TASK REQUIREMENTS: Nothing in the records may be left out or reworded; return them exactly.

DATA SHOWN:
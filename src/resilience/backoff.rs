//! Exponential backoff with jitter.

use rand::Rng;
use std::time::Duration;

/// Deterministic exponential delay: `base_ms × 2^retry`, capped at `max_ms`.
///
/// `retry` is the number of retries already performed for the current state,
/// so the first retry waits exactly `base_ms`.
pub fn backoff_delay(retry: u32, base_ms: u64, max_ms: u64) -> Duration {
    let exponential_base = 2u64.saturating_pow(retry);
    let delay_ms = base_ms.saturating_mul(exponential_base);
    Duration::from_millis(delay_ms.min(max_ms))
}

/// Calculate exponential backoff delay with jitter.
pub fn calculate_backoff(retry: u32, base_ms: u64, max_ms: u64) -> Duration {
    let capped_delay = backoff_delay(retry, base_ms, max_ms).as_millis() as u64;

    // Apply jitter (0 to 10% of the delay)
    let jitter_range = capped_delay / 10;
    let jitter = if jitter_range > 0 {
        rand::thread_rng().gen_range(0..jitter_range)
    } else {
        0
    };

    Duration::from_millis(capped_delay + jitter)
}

FINISHED TASK:
filename src/resilience/backoff.rs
//! Exponential backoff with jitter.

use rand::Rng;
use std::time::Duration;

/// Deterministic exponential delay: `base_ms × 2^retry`, capped at `max_ms`.
///
/// `retry` is the number of retries already performed for the current state,
/// so the first retry waits exactly `base_ms`.
pub fn backoff_delay(retry: u32, base_ms: u64, max_ms: u64) -> Duration {
    let exponential_base = 2u64.saturating_pow(retry);
    let delay_ms = base_ms.saturating_mul(exponential_base);
    Duration::from_millis(delay_ms.min(max_ms))
}

/// Calculate exponential backoff delay with jitter.
pub fn calculate_backoff(retry: u32, base_ms: u64, max_ms: u64) -> Duration {
    let capped_delay = backoff_delay(retry, base_ms, max_ms).as_millis() as u64;

    // Apply jitter (0 to 10% of the delay)
    let jitter_range = capped_delay / 10;
    let jitter = if jitter_range > 0 {
        rand::thread_rng().gen_range(0..jitter_range)
    } else {
        0
    };

    Duration::from_millis(capped_delay + jitter)
}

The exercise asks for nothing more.